We’re now so far down the slippery slope that the peripheral issue of
how to use the byproducts of abortion moves front and center. The rest
has all been decided.
Is it any wonder that Planned Parenthood’s phalanx of defenders have
argued that the CFP videos are much ado about nothing? Its organ
harvesting is always conducted with the woman’s consent, they claim, and
is always done on a not-for-profit basis. Leaving aside for a moment
the fact that neither of these two assertions is even true, that’s still
a pretty shoddy defense. The Nazis didn’t make money on their organ
harvesting either but that didn’t make it right.
But alas, there is a great gulf in this country between what is right
and what is legal. In America you can legally kill an unborn child and
legally sell her liver, brain, and heart; but if you charge one penny
more than the costs of procurement and shipping, that’s a crime! What a
silly point to quibble about—Planned Parenthood says that they don’t
charge more for butchered baby parts than what it costs them, and it’s
on the rest of us to prove they’re lying. (Watch the videos—it’s all
about the money.) Lost in the shouting and cross-talk is the fact that
they kill children.
Which makes Geraldo’s indifference
almost understandable. Who cares what we do with the “products of
conception” once we’re done sucking them out with a shop vac? Now is not
time to get squeamish. We have to do something with our
truckloads of mashed baby, so why not sell it to Alpo? It’s better than
keeping it in jars in Kermit Gosnell’s refrigerator.

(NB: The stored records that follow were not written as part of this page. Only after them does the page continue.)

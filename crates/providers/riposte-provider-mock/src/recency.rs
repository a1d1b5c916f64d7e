//! Recency filter
//!
//! A bounded, process-wide log of recently emitted responses, keyed by mode.
//! It only biases selection away from immediate repeats; it is a variety
//! heuristic, never a reason to return nothing.

use riposte_core::types::FewShotExample;
use riposte_core::RECENCY_CAPACITY;
use std::collections::{HashSet, VecDeque};

/// Fraction of a pool that may be excluded for recency
pub const DEFAULT_RECENCY_FRACTION: f32 = 0.6;

#[derive(Debug, Clone)]
struct RecentEntry {
    response: String,
    mode_id: String,
}

/// Bounded ring of recently used responses, shared across conversations
///
/// Inject one instance per process (or per test) rather than reaching for a
/// hidden global; the engine takes it behind a lock.
#[derive(Debug, Clone)]
pub struct RecencyLog {
    entries: VecDeque<RecentEntry>,
    capacity: usize,
}

impl Default for RecencyLog {
    fn default() -> Self {
        Self::new(RECENCY_CAPACITY)
    }
}

impl RecencyLog {
    /// Create a log holding at most `capacity` entries
    pub fn new(capacity: usize) -> Self {
        Self {
            entries: VecDeque::with_capacity(capacity),
            capacity: capacity.max(1),
        }
    }

    /// Record a response as used for a mode, evicting the oldest entry past
    /// capacity
    pub fn mark_used(&mut self, response: &str, mode_id: &str) {
        self.entries.push_back(RecentEntry {
            response: response.to_string(),
            mode_id: mode_id.to_string(),
        });
        while self.entries.len() > self.capacity {
            self.entries.pop_front();
        }
    }

    /// Number of logged entries
    pub fn len(&self) -> usize {
        self.entries.len()
    }

    /// Whether nothing has been logged yet
    pub fn is_empty(&self) -> bool {
        self.entries.is_empty()
    }

    /// Filter examples whose response was used too recently for this mode
    ///
    /// Over-filtering small pools is worse than repetition, so the effective
    /// limit scales with pool size, and the filter degrades progressively:
    /// full window, then only the single most recent response, then nothing.
    pub fn exclude_recent(
        &self,
        examples: &[FewShotExample],
        mode_id: &str,
        fraction: f32,
    ) -> Vec<FewShotExample> {
        self.exclude_by(examples, mode_id, fraction, |example| &example.response)
    }

    /// Same progressive filter, over a flat pool of reply lines
    pub fn exclude_recent_lines<'a>(
        &self,
        lines: &[&'a str],
        mode_id: &str,
        fraction: f32,
    ) -> Vec<&'a str> {
        self.exclude_by(lines, mode_id, fraction, |line| line)
    }

    fn exclude_by<T: Clone>(
        &self,
        pool: &[T],
        mode_id: &str,
        fraction: f32,
        response_of: impl Fn(&T) -> &str,
    ) -> Vec<T> {
        if pool.is_empty() {
            return Vec::new();
        }
        let limit = self.effective_limit(pool.len(), fraction);
        let recent = self.recent_responses(mode_id, limit);
        let filtered: Vec<T> = pool
            .iter()
            .filter(|item| !recent.contains(response_of(item)))
            .cloned()
            .collect();
        if !filtered.is_empty() {
            return filtered;
        }

        // everything was recent: only avoid the single most recent response
        let most_recent = self.recent_responses(mode_id, 1);
        let relaxed: Vec<T> = pool
            .iter()
            .filter(|item| !most_recent.contains(response_of(item)))
            .cloned()
            .collect();
        if !relaxed.is_empty() {
            return relaxed;
        }

        pool.to_vec()
    }

    /// How many recent entries may be held against a pool of this size
    fn effective_limit(&self, pool_size: usize, fraction: f32) -> usize {
        let scaled = (pool_size as f32 * fraction).floor() as usize;
        self.capacity.min(scaled.max(1))
    }

    /// The last `limit` responses logged for this mode
    fn recent_responses(&self, mode_id: &str, limit: usize) -> HashSet<&str> {
        self.entries
            .iter()
            .rev()
            .filter(|entry| entry.mode_id == mode_id)
            .take(limit)
            .map(|entry| entry.response.as_str())
            .collect()
    }
}
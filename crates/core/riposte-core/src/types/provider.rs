//! Reply source contract
//!
//! Live transports and the mock engine both implement [`ReplySource`]; the
//! chat session never branches on which backend it is driving.

use super::{FewShotExample, HistoryMessage};
use crate::streaming::{CancelToken, StreamHandler};
use crate::Result;
use async_trait::async_trait;

/// One generation request handed to a reply source
#[derive(Debug, Clone)]
pub struct ReplyRequest {
    /// Assembled persona system prompt
    pub system_prompt: String,
    /// The user turn being answered
    pub user_turn: String,
    /// Prior completed turns, oldest first
    pub history: Vec<HistoryMessage>,
    /// Conversation language (e.g. "fr-CA")
    pub language: String,
    /// Active conversation mode
    pub mode_id: String,
    /// Few-shot examples for the active mode
    pub mode_examples: Vec<FewShotExample>,
}

/// Usage reported when a generation completes
#[derive(Debug, Clone, Copy, PartialEq, Eq)]
pub struct ReplyUsage {
    /// Token count of the generated reply
    pub tokens_used: usize,
}

/// A backend able to stream an in-character reply
///
/// Implementations must check `cancel` before every token emission and
/// return [`crate::RiposteError::Cancelled`] once it fires; after that point
/// no further events may be sent.
#[async_trait]
pub trait ReplySource: Send + Sync {
    /// Source name, for logging
    fn name(&self) -> &str;

    /// Stream a reply for `request` through `handler`
    async fn stream_reply(
        &self,
        request: &ReplyRequest,
        handler: &StreamHandler,
        cancel: &CancelToken,
    ) -> Result<ReplyUsage>;
}

/// Whitespace-token count of a text, used when a backend reports no usage
pub fn estimate_tokens(text: &str) -> usize {
    let tokens = text.split_whitespace().count();
    tokens.max(1)
}

#[cfg(test)]
mod tests {
    use super::*;

    #[test]
    fn test_estimate_tokens() {
        assert_eq!(estimate_tokens("trois petits mots"), 3);
        assert_eq!(estimate_tokens("  espacé   bizarre  "), 2);
        assert_eq!(estimate_tokens(""), 1);
    }
}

But people tend to get themselves in a tizzy when we creatively
repurpose dead baby parts. Here’s a small example that I think
illustrates the public’s unease with using aborted children for the
betterment of humanity—last year, it was reported that Britain’s
National Health Service (NHS) was using fetuses to heat hospitals across
the UK. The 15,000 incinerated fetuses were part of a “Waste-to-Energy”
plan that used medical refuse and ordinary trash as a fuel. And who
could be against that, except perhaps some sadist who delights in people
dying of hypothermia? As it turned out, some people got their knickers
all in a bunch and the NHS quickly put a stop to the practice—not the
killing of babies, mind you, but the burning of their corpses for heat.
The NHS’s Chief Inspector of Hospitals,
Sir Mike Richards, seemed oddly fixated on the wrong issue, namely that
no one asked the mothers for permission. Said Sir Richards, “I am
disappointed trusts may not be informing or consulting women and their
families. This breaches our standard on respecting and involving people
who use services…”
So there’s the real scandal—women didn’t consent to burning their
children like firewood. But why should anyone ask them? To even pose the
question implies that dead babies are somehow different from other
kinds of medical waste.
… Like the NHS, [the Covanta
Waste-to-Energy facility in Oregon] also acted swiftly to halt the burning of
unborn children, though I don’t understand why. Who are they to deprive
us of an abundant renewable resource? We could even construct a baby
sludge pipeline from Canada directly to trash-burning reactors here in
the States. Think of it like Keystone XL, only Obama wouldn’t veto it.
Energy independence is national security!
… A society that kills the unborn has already conceded the moral
argument against abortion. If killing the unborn is not immoral, then
who can find fault with feeding their corpses to dogs? Certainly not us.